She always wore large and stylish hats, and beneath them her mouth took on a look of pain at once proud, aristocratic and lonely.

She had studied medicine—but medicine in the interest of animals; she was a good horse doctor—an excellent surgeon on the major injuries to birds and dogs.

In fact she and her husband had met in a medical college in Russia—she had been the only woman in the class, the only one of the lot of them who smiled in a strange, hurt and sarcastic way when dissecting.

The men treated her like one of them, that is, they had no cringing mannerliness about their approach, they lost no poise before her, and tried no tricks as one might say.

The Silverstaffs had come to America, they had settled on the East Side, among ‘their own people’ as he would say; she never said anything when he talked like this, she sat passive, her hands in her lap, but her nostrils quivered, and somewhere under the skin of her cheek something trembled.

Her husband was the typical Jewish intellectual, a man with stiff, short, greying hair, prominent intelligent and kindly eyes, rather short, rather round, always smelling of Greek salad and carbolic acid, and always intensely interested in new medical journals, theories, discoveries.

He was a little dusty, a little careless, a little timid, but always gentle.
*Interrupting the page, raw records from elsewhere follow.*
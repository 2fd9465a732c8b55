//! Plain JSON interchange for attribute values.
//!
//! `null` is Null, `{"$unknown": true}` is Unknown. A dynamic attribute is
//! written as the JSON it carries and stored internally as JSON text.
use std::collections::{BTreeMap, BTreeSet};

use serde_json::{Map, Value};

use super::{AttributeType, AttributeValue, Scalar};
use crate::error::ValueError;
use crate::path::AttributePath;

pub const UNKNOWN_MARKER: &str = "$unknown";

fn is_unknown_marker(v: &Value) -> bool {
    match v {
        Value::Object(map) => map.len() == 1 && map.get(UNKNOWN_MARKER) == Some(&Value::Bool(true)),
        _ => false,
    }
}

fn unknown_marker() -> Value {
    let mut map = Map::new();
    map.insert(UNKNOWN_MARKER.to_string(), Value::Bool(true));
    Value::Object(map)
}

impl AttributeValue {
    /// Read a value of type `ty` from its JSON interchange form.
    ///
    /// Declared object attributes missing from the JSON are read as Null.
    pub fn from_json(json: &Value, ty: &AttributeType) -> Result<Self, ValueError> {
        read(json, ty, &AttributePath::root())
    }

    /// Write the JSON interchange form.
    ///
    /// Dynamic text that does not parse is written as a JSON string.
    pub fn to_json(&self) -> Value {
        match self {
            AttributeValue::Null => Value::Null,
            AttributeValue::Unknown => unknown_marker(),
            AttributeValue::Scalar(s) => scalar_to_json(s),
            AttributeValue::List { items, .. } | AttributeValue::Tuple { items, .. } => {
                Value::Array(items.iter().map(AttributeValue::to_json).collect())
            }
            AttributeValue::Set { items, .. } => {
                Value::Array(items.iter().map(AttributeValue::to_json).collect())
            }
            AttributeValue::Map { entries, .. } => Value::Object(
                entries.iter().map(|(k, v)| (k.clone(), v.to_json())).collect(),
            ),
            AttributeValue::Object { attrs, .. } => Value::Object(
                attrs.iter().map(|(k, v)| (k.clone(), v.to_json())).collect(),
            ),
            AttributeValue::Dynamic(inner) => match inner.as_ref() {
                AttributeValue::Scalar(Scalar::String(text)) => match serde_json::from_str(text) {
                    Ok(json) => json,
                    Err(error) => {
                        tracing::warn!(
                            %error,
                            "dynamic value is not valid JSON, writing it as a string"
                        );
                        Value::String(text.clone())
                    }
                },
                other => other.to_json(),
            },
        }
    }
}

fn scalar_to_json(s: &Scalar) -> Value {
    match s {
        Scalar::String(s) => Value::String(s.clone()),
        Scalar::Bool(b) => Value::Bool(*b),
        Scalar::Int64(i) => Value::from(*i),
        Scalar::Float64(x) => serde_json::Number::from_f64(x.0)
            .map(Value::Number)
            .unwrap_or(Value::Null),
    }
}

fn mismatch(path: &AttributePath, ty: &AttributeType) -> ValueError {
    ValueError::Mismatch { path: path.clone(), expected: ty.to_string() }
}

fn read(
    json: &Value,
    ty: &AttributeType,
    path: &AttributePath,
) -> Result<AttributeValue, ValueError> {
    if json.is_null() {
        return Ok(AttributeValue::Null);
    }
    if is_unknown_marker(json) {
        return Ok(AttributeValue::Unknown);
    }
    match (ty, json) {
        (AttributeType::String, Value::String(s)) => Ok(AttributeValue::string(s.as_str())),
        (AttributeType::Bool, Value::Bool(b)) => Ok(AttributeValue::bool(*b)),
        (AttributeType::Int64, Value::Number(n)) => {
            n.as_i64().map(AttributeValue::int64).ok_or_else(|| mismatch(path, ty))
        }
        (AttributeType::Float64, Value::Number(n)) => {
            n.as_f64().map(AttributeValue::float64).ok_or_else(|| mismatch(path, ty))
        }
        (AttributeType::List(elem), Value::Array(items)) => {
            let items = items
                .iter()
                .enumerate()
                .map(|(i, v)| read(v, elem, &path.join_index(i)))
                .collect::<Result<Vec<_>, _>>()?;
            Ok(AttributeValue::List { elem: elem.as_ref().clone(), items })
        }
        (AttributeType::Set(elem), Value::Array(items)) => {
            let mut out = BTreeSet::new();
            for (i, v) in items.iter().enumerate() {
                let item_path = path.join_index(i);
                if !out.insert(read(v, elem, &item_path)?) {
                    return Err(ValueError::DuplicateSetElement { path: item_path });
                }
            }
            Ok(AttributeValue::Set { elem: elem.as_ref().clone(), items: out })
        }
        (AttributeType::Tuple(elems), Value::Array(items)) => {
            if elems.len() != items.len() {
                return Err(mismatch(path, ty));
            }
            let items = items
                .iter()
                .zip(elems)
                .enumerate()
                .map(|(i, (v, t))| read(v, t, &path.join_index(i)))
                .collect::<Result<Vec<_>, _>>()?;
            Ok(AttributeValue::Tuple { elems: elems.clone(), items })
        }
        (AttributeType::Map(elem), Value::Object(map)) => {
            let entries = map
                .iter()
                .map(|(k, v)| Ok((k.clone(), read(v, elem, &path.join_key(k.as_str()))?)))
                .collect::<Result<BTreeMap<_, _>, ValueError>>()?;
            Ok(AttributeValue::Map { elem: elem.as_ref().clone(), entries })
        }
        (AttributeType::Object(obj), Value::Object(map)) => {
            if let Some(extra) = map.keys().find(|k| !obj.contains(k)) {
                return Err(ValueError::UndeclaredAttribute(extra.clone()));
            }
            let mut attrs = BTreeMap::new();
            for (name, attr_ty) in obj.iter() {
                let value = match map.get(name) {
                    Some(v) => read(v, attr_ty, &path.join_attribute(name.as_str()))?,
                    None => AttributeValue::Null,
                };
                attrs.insert(name.clone(), value);
            }
            Ok(AttributeValue::Object { ty: obj.clone(), attrs })
        }
        (AttributeType::Dynamic, other) => Ok(AttributeValue::dynamic_json(other.to_string())),
        _ => Err(mismatch(path, ty)),
    }
}

#[cfg(test)]
mod tests {
    use super::*;
    use crate::value::ObjectType;
    use pretty_assertions::assert_eq;
    use serde_json::json;

    fn service_type() -> AttributeType {
        AttributeType::Object(
            ObjectType::new()
                .with("name", AttributeType::String)
                .with("port", AttributeType::Int64)
                .with("tags", AttributeType::set(AttributeType::String))
                .with("extra", AttributeType::Dynamic),
        )
    }

    #[test]
    fn reads_unknown_marker_and_fills_missing_attributes() {
        let value = AttributeValue::from_json(
            &json!({"name": "db1", "port": {"$unknown": true}}),
            &service_type(),
        )
        .unwrap();
        assert_eq!(value.attribute("port"), Some(&AttributeValue::Unknown));
        assert_eq!(value.attribute("tags"), Some(&AttributeValue::Null));
        assert!(value.conforms_to(&service_type()));
    }

    #[test]
    fn dynamic_round_trips_through_text() {
        let src = json!({"name": "a", "port": 1, "tags": ["x"], "extra": {"k": [1, "two"]}});
        let value = AttributeValue::from_json(&src, &service_type()).unwrap();
        match value.attribute("extra") {
            Some(AttributeValue::Dynamic(inner)) => {
                assert_eq!(inner.as_str(), Some(r#"{"k":[1,"two"]}"#));
            }
            other => panic!("expected dynamic, got {other:?}"),
        }
        assert_eq!(value.to_json(), src);
    }

    #[test]
    fn unparsable_dynamic_text_is_written_as_a_string() {
        let value = AttributeValue::dynamic_json("{not json");
        assert_eq!(value.to_json(), json!("{not json"));
    }

    #[test]
    fn rejects_mismatch_with_path() {
        let err = AttributeValue::from_json(&json!({"port": "80"}), &service_type()).unwrap_err();
        assert_eq!(err.to_string(), "at port: value does not conform to int64");
    }

    #[test]
    fn rejects_undeclared_attribute() {
        let err = AttributeValue::from_json(&json!({"nope": 1}), &service_type()).unwrap_err();
        assert_eq!(err, ValueError::UndeclaredAttribute("nope".into()));
    }
}
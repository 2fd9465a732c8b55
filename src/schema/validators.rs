//! Choice validators and the diagnostics they emit.
use serde::Serialize;

use crate::path::AttributePath;
use crate::value::AttributeValue;

#[derive(Debug, Clone, Copy, PartialEq, Eq, Serialize)]
#[serde(rename_all = "snake_case")]
pub enum Severity {
    Warning,
    Error,
}

/// A validation finding attached to an attribute path.
#[derive(Debug, Clone, PartialEq, Eq, Serialize)]
pub struct Diagnostic {
    pub severity: Severity,
    #[serde(serialize_with = "serialize_path")]
    pub path: AttributePath,
    pub summary: String,
    pub detail: String,
}

fn serialize_path<S: serde::Serializer>(path: &AttributePath, s: S) -> Result<S::Ok, S::Error> {
    s.collect_str(path)
}

impl Diagnostic {
    pub fn error(
        path: AttributePath,
        summary: impl Into<String>,
        detail: impl Into<String>,
    ) -> Self {
        Diagnostic {
            severity: Severity::Error,
            path,
            summary: summary.into(),
            detail: detail.into(),
        }
    }

    pub fn is_error(&self) -> bool {
        self.severity == Severity::Error
    }
}

#[derive(Debug, Clone, PartialEq, Eq)]
pub enum ChoiceValidator {
    /// A string must be one of the choices.
    String(Vec<String>),
    /// Every list element must be one of the choices.
    List(Vec<String>),
    /// Every set element must be one of the choices.
    Set(Vec<String>),
}

impl ChoiceValidator {
    pub fn choices(&self) -> &[String] {
        match self {
            ChoiceValidator::String(c) | ChoiceValidator::List(c) | ChoiceValidator::Set(c) => c,
        }
    }

    pub fn description(&self) -> String {
        match self {
            ChoiceValidator::String(c) => format!("Value must be one of: {}", c.join(", ")),
            ChoiceValidator::List(c) | ChoiceValidator::Set(c) => {
                format!("All values must be one of: {}", c.join(", "))
            }
        }
    }

    fn summary(&self) -> &'static str {
        match self {
            ChoiceValidator::String(_) => "Invalid Value",
            ChoiceValidator::List(_) => "Invalid Value in List",
            ChoiceValidator::Set(_) => "Invalid Value in Set",
        }
    }

    /// Null and Unknown config values pass. One diagnostic at most.
    pub fn validate(&self, path: &AttributePath, value: &AttributeValue) -> Option<Diagnostic> {
        let allowed = |v: &AttributeValue| match v.as_str() {
            Some(s) => self.choices().iter().any(|c| c == s),
            // unknown elements cannot be judged yet
            None => !v.is_known(),
        };
        let ok = match (self, value) {
            (_, AttributeValue::Null | AttributeValue::Unknown) => true,
            (ChoiceValidator::String(_), v) => allowed(v),
            (ChoiceValidator::List(_), AttributeValue::List { items, .. }) => {
                items.iter().all(allowed)
            }
            (ChoiceValidator::Set(_), AttributeValue::Set { items, .. }) => {
                items.iter().all(allowed)
            }
            _ => true,
        };
        if ok {
            return None;
        }
        Some(Diagnostic::error(path.clone(), self.summary(), self.description()))
    }
}
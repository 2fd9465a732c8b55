use std::collections::BTreeMap;

use crate::value::AttributeValue;

/// Maps of objects merge key by key; other maps are replaced.
pub(super) fn merge(
    existing: &mut BTreeMap<String, AttributeValue>,
    key: &str,
    incoming: &AttributeValue,
) {
    let AttributeValue::Map { elem, entries: incoming_entries } = incoming else { return };
    if elem.as_object().is_none() {
        existing.insert(key.to_string(), incoming.clone());
        return;
    }
    let Some(AttributeValue::Map { entries, .. }) = existing.get_mut(key) else {
        existing.insert(key.to_string(), incoming.clone());
        return;
    };
    for (k, value) in incoming_entries {
        if !value.is_known() {
            continue;
        }
        let merged = entries.get_mut(k).is_some_and(|current| super::merge_objects(current, value));
        if !merged {
            entries.insert(k.clone(), value.clone());
        }
    }
}

#[cfg(test)]
mod tests {
    use super::*;
    use crate::value::{AttributeType, ObjectType};
    use pretty_assertions::assert_eq;
    use serde_json::json;

    fn status_map() -> AttributeType {
        AttributeType::map(AttributeType::Object(ObjectType::new().with("status", AttributeType::String)))
    }

    #[test]
    fn object_entries_merge_per_key() {
        let ty = status_map();
        let mut attrs = BTreeMap::from([(
            "svc".to_string(),
            AttributeValue::from_json(&json!({"k1": {"status": "running"}}), &ty).unwrap(),
        )]);
        let incoming = AttributeValue::from_json(
            &json!({"k1": {"status": "stopped"}, "k2": {"status": "running"}, "k3": null}),
            &ty,
        )
        .unwrap();
        merge(&mut attrs, "svc", &incoming);
        assert_eq!(attrs["svc"].to_json(), json!({"k1": {"status": "stopped"}, "k2": {"status": "running"}}));
    }

    #[test]
    fn scalar_maps_are_replaced() {
        let ty = AttributeType::map(AttributeType::String);
        let mut attrs = BTreeMap::from([(
            "labels".to_string(),
            AttributeValue::from_json(&json!({"a": "1", "b": "2"}), &ty).unwrap(),
        )]);
        let incoming = AttributeValue::from_json(&json!({"a": "9"}), &ty).unwrap();
        merge(&mut attrs, "labels", &incoming);
        assert_eq!(attrs["labels"].to_json(), json!({"a": "9"}));
    }
}
// ----------------------------- Attribute schema --------------------------- //

#[derive(Debug, Clone, Copy, PartialEq, Eq)]
pub enum PlanModifier {
    /// A change to the attribute forces the resource to be replaced.
    RequiresReplace,
    /// A change to the attribute after creation is rejected.
    Immutable(ImmutableKind),
}

impl PlanModifier {
    pub fn description(&self) -> &'static str {
        match self {
            PlanModifier::RequiresReplace => {
                "If the value of this attribute changes, the resource will be replaced."
            }
            PlanModifier::Immutable(_) => {
                "Prevents changes to this attribute after initial creation. Any attempt to modify will result in an error."
            }
        }
    }
}

#[derive(Debug, Clone, Copy, PartialEq, Eq)]
pub enum NestingMode {
    Single,
    List,
    Set,
    Map,
}

#[derive(Debug, Clone, PartialEq)]
pub struct NestedAttributes {
    pub mode: NestingMode,
    pub attributes: IndexMap<String, AttributeSchema>,
}

#[derive(Debug, Clone, PartialEq)]
pub struct AttributeSchema {
    pub ty: AttributeType,
    pub description: Option<String>,
    pub required: bool,
    pub optional: bool,
    pub computed: bool,
    pub sensitive: bool,
    pub default: Option<AttributeValue>,
    pub validators: Vec<ChoiceValidator>,
    pub plan_modifiers: Vec<PlanModifier>,
    pub nested: Option<NestedAttributes>,
}

impl AttributeSchema {
    pub fn is_immutable(&self) -> bool {
        self.plan_modifiers.iter().any(|m| matches!(m, PlanModifier::Immutable(_)))
    }

    pub fn immutable_kind(&self) -> Option<ImmutableKind> {
        self.plan_modifiers.iter().find_map(|m| match m {
            PlanModifier::Immutable(kind) => Some(*kind),
            PlanModifier::RequiresReplace => None,
        })
    }

    pub fn requires_replace(&self) -> bool {
        self.plan_modifiers.contains(&PlanModifier::RequiresReplace)
    }
}

struct Deriver<'a> {
    options: &'a SchemaOptions,
    variant: SchemaVariant,
    flavor: SchemaFlavor,
}

impl Deriver<'_> {
    fn attributes(
        &self,
        record: &RecordType,
        prefix: &str,
    ) -> Result<IndexMap<String, AttributeSchema>, SchemaError> {
        let descriptor = record.descriptor()?;
        let mut out = IndexMap::new();
        for field in descriptor.fields() {
            let path = qualify(prefix, &field.wire_name);
            out.insert(field.wire_name.clone(), self.attribute(field, &path)?);
        }
        Ok(out)
    }

    fn attribute(
        &self,
        field: &FieldDescriptor,
        path: &str,
    ) -> Result<AttributeSchema, SchemaError> {
        let name = field.wire_name.as_str();
        let as_set = SchemaOptions::has(&self.options.set_semantics, name);
        let ty = attribute_type_of(path, &field.ty, as_set, self.options)?;
        let sensitive = field.sensitive || SchemaOptions::has(&self.options.sensitive, name);
        let nested = self.nested(field, &ty, path)?;

        let mut schema = AttributeSchema {
            ty,
            description: field.description.clone(),
            required: false,
            optional: true,
            computed: true,
            sensitive,
            default: None,
            validators: Vec::new(),
            plan_modifiers: Vec::new(),
            nested,
        };
        if self.variant == SchemaVariant::Computed {
            return Ok(schema);
        }

        let required = field.required || SchemaOptions::has(&self.options.extra_required, name);
        schema.required = required;
        schema.optional = !required;
        schema.computed = !required;

        if !field.choices.is_empty() {
            let choices = field.choices.clone();
            match &schema.ty {
                AttributeType::String => schema.validators.push(ChoiceValidator::String(choices)),
                AttributeType::List(e) if **e == AttributeType::String => {
                    schema.validators.push(ChoiceValidator::List(choices))
                }
                AttributeType::Set(e) if **e == AttributeType::String => {
                    schema.validators.push(ChoiceValidator::Set(choices))
                }
                other => tracing::warn!(
                    field = path,
                    ty = %other,
                    "choices ignored on non-string attribute"
                ),
            }
        }

        if self.flavor == SchemaFlavor::DataSource {
            return Ok(schema);
        }

        if let Some(literal) = &field.default_literal {
            let value = defaults::parse_default(literal, &schema.ty).map_err(|reason| {
                SchemaError::InvalidDefault {
                    field: path.to_string(),
                    literal: literal.clone(),
                    reason,
                }
            })?;
            schema.default = Some(value);
            schema.required = false;
            schema.optional = true;
            schema.computed = true;
        }
        if field.force_replace {
            schema.plan_modifiers.push(PlanModifier::RequiresReplace);
        }
        if field.immutable || SchemaOptions::has(&self.options.immutable, name) {
            let kind =
                ImmutableKind::for_type(&schema.ty).ok_or_else(|| SchemaError::UnsupportedType {
                    field: path.to_string(),
                    detail: format!("immutability is not supported for {}", schema.ty),
                })?;
            schema.plan_modifiers.push(PlanModifier::Immutable(kind));
        }
        Ok(schema)
    }

    fn nested(
        &self,
        field: &FieldDescriptor,
        ty: &AttributeType,
        path: &str,
    ) -> Result<Option<NestedAttributes>, SchemaError> {
        let mode = match ty {
            AttributeType::Object(_) => NestingMode::Single,
            AttributeType::List(e) if e.as_object().is_some() => NestingMode::List,
            AttributeType::Set(e) if e.as_object().is_some() => NestingMode::Set,
            AttributeType::Map(e) if e.as_object().is_some() => NestingMode::Map,
            _ => return Ok(None),
        };
        let record = match field.ty.strip_optional() {
            FieldType::Record(r) => r,
            FieldType::Slice(e) | FieldType::Set(e) => match e.record() {
                Some(r) => r,
                None => return Ok(None),
            },
            FieldType::Map { value, .. } => match value.record() {
                Some(r) => r,
                None => return Ok(None),
            },
            _ => return Ok(None),
        };
        let attributes = self.attributes(record, path)?;
        Ok(Some(NestedAttributes { mode, attributes }))
    }
}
They had been in America scarcely eight months before the first child was born, a girl, and then following on her heels a boy, and then no more children.

Katrina Silverstaff stopped having her children as abruptly as she had begun having them; something complicated had entered her mind, and where there are definite complications of the kind that she suffered, there are no more children.

“We have eaten a great deal, my friend, against the day of God,” she had said that.